Era modern merupakan era dimana perkembangan teknologi sangat mempengaruhi kehidupan manusia. Pada era ini banyak masyarakat kita yang mulai beralih menggunakan teknologi dan meninggalkan budaya tardisionalnya. Perkembangan teknologi tidak hanya mempengaruhi masyarakat secara umum saja namun perkembangan teknologi ini juga ikut mempengaruhi pola dan perilaku anak-anak. Budaya tradisonal dimana permainan atau mainan tradisional yang dulu masih sering dimainkan anak-anak, sekarang telah dikalahkan dengan adanya permainan modern, misalnya game online dan gadget yang dimiliki. Dampaknya, banyak dari mereka yang sama sekali tidak mengetahui pengetahuan mengenai mainan tradisional dan budayanya sendiri. Lunturnya budaya khususnya mainan tradisional ini menjadikan perlu adanya kegiatan untuk memperkenalkan kembali budaya tradisional. Angon Bocah menjadi salah satu kegiatan yang dapat dilakukan sebagai upaya pengenalan kembali pengetahuan budaya tradisioanal bagi masyarakat umum khususnya anak-anak.

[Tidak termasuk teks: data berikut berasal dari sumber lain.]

//! Raw CSV rows → typed [`ListingRecord`]s.
//!
//! - [`source`] — reads a CSV file into [`RawRow`]s.
//! - [`fields`] — lenient numeric coercion and locality splitting.

use std::collections::HashMap;
use std::path::PathBuf;

use anyhow::Result;

use crate::config::ColumnMapping;
use crate::models::{selection_key, ListingRecord, RecordId};

pub mod fields;
pub mod source;

/// One CSV row: column name → raw cell text.
pub type RawRow = HashMap<String, String>;

/// Load and normalize every file in order. Record ids run on across files.
pub fn load_listings(paths: &[PathBuf], mapping: &ColumnMapping) -> Result<Vec<ListingRecord>> {
    let mut records = Vec::new();

    for path in paths {
        let rows = source::load_csv(path)?;
        let normalized = normalize_rows(&rows, mapping, records.len());
        tracing::info!(
            file = %path.display(),
            rows = rows.len(),
            kept = normalized.len(),
            "normalized listings"
        );
        records.extend(normalized);
    }

    Ok(records)
}

/// Normalize rows in input order, dropping those without usable coordinates.
///
/// Kept rows receive consecutive ids starting at `first_id`.
pub fn normalize_rows(rows: &[RawRow], mapping: &ColumnMapping, first_id: usize) -> Vec<ListingRecord> {
    let mut records = Vec::with_capacity(rows.len());

    for (idx, row) in rows.iter().enumerate() {
        let id = RecordId(first_id + records.len());
        match normalize_row(row, mapping, id) {
            Some(record) => records.push(record),
            None => tracing::debug!(row = idx + 1, "dropping row without coordinates"),
        }
    }

    records
}

/// Build one record, or `None` when latitude or longitude is missing or not numeric.
pub fn normalize_row(row: &RawRow, mapping: &ColumnMapping, id: RecordId) -> Option<ListingRecord> {
    let latitude = fields::number(row, &mapping.latitude)?;
    let longitude = fields::number(row, &mapping.longitude)?;

    let building = fields::text(row, &mapping.building).unwrap_or_default();
    let floor = fields::whole(row, &mapping.floor);

    let mut city = fields::text(row, &mapping.city);
    let mut district = fields::text(row, &mapping.district);
    if city.is_none() && district.is_none() {
        if let Some(combined) = fields::pick(row, &mapping.locality) {
            (city, district) = fields::split_locality(combined);
        }
    }

    Some(ListingRecord {
        id,
        selection_key: selection_key(&building, floor),
        building,
        city,
        district,
        latitude,
        longitude,
        jeonse_ratio: fields::number(row, &mapping.jeonse_ratio),
        deposit: fields::number(row, &mapping.deposit),
        transaction_amount: fields::number(row, &mapping.transaction_amount),
        build_year: fields::whole(row, &mapping.build_year),
        floor,
        housing_type: fields::text(row, &mapping.housing_type),
        lease_type: fields::text(row, &mapping.lease_type),
        risk_probability: fields::number(row, &mapping.risk_probability),
        risk_label: fields::text(row, &mapping.risk_label),
        detail_html: None,
    })
}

Angon bocah sendiri merupakan tradisi yang sudah lama ada pada masyarakat Jawa, namun tradisi ini tidak sepopuler dengan tradisi jawa yang lainnya seperti:  tradisi lahiran, khitanan, mantenan atau kematian. Angon bocah merupakan salah satu dari serangkaian upacara Tumbuk Ageng, Tumbuk berarti bertepatan sedangkan Ageng berarti besar, suatu upacara dari serangkaian siklus hidup manusia Jawa yang diselenggarakan pada masa tua, saat seseorang tepat berusia 8 x 8 tahun (64 tahun), karena pada saat usia 64 tahun ini, hari wetonnya tepat sama dengan hari weton pada saat ia lahir ke dunia sebagai bayi, karenanya delapan windu merupakan berkah agung bagi seseorang yang dapat melewati waktu hidup sekian lama.
Angon artinya menggembala, pada umumnya kata ini dipergunakan untuk hewan ternak, tetapi dalam rangkaian upacara tumbuk ageng, angon dipadukan dengan kata bocah, bahkan dalam pelaksanaannya “Eyang” juga membawa piranti cemeti (alat pecut), ibarat orang yang sedang angon atau menggembala sebagai simbol untuk menggiring agar ingon-ingonannya (peliharaanya) tidak ke mana-mana, atau anak keturunannya diharapkan hidup “trep karo paugeraning ngaurip” dalam istilah bahasa Indonesia berarti sesuai dengan norma kehidupan. Angon bocah berusaha luruh, tetap rendah hati dan tidak tumbuh kesombongan diri, meski anak-anaknya sudah bekerja mapan bahkan mungkin sudah memiliki kedudukan yang bisa dibanggakan, dalam istilah jawa anake uwis ana sing dadi uwong, dalam mengungkapkan kegembiraan dan rasa syukurnya “Eyang” tetap arif setiap ditanya hendak kemana, jawabannya tidaklah berpesta atau berbelanja tetapi tetap satu kalimat sederhana yaitu Angon Bocah.
Anak, cucu dan cicit semuanya diberi sangu uang dari hasil “Eyang” mengumpulkan beberapa bulan sebelumnya, kemudian semuanya  di “angon” diajak berjalan-jalan ke pasar untuk membeli apa yang mereka suka, seperti membeli makanan yang mereka inginkan bersama. Selain itu angon bocah juga merupakan cara mendekatkan antar sanak saudara yang lama tidak berjumpa karena sibuk dengan aktivitas mereka masing-masing.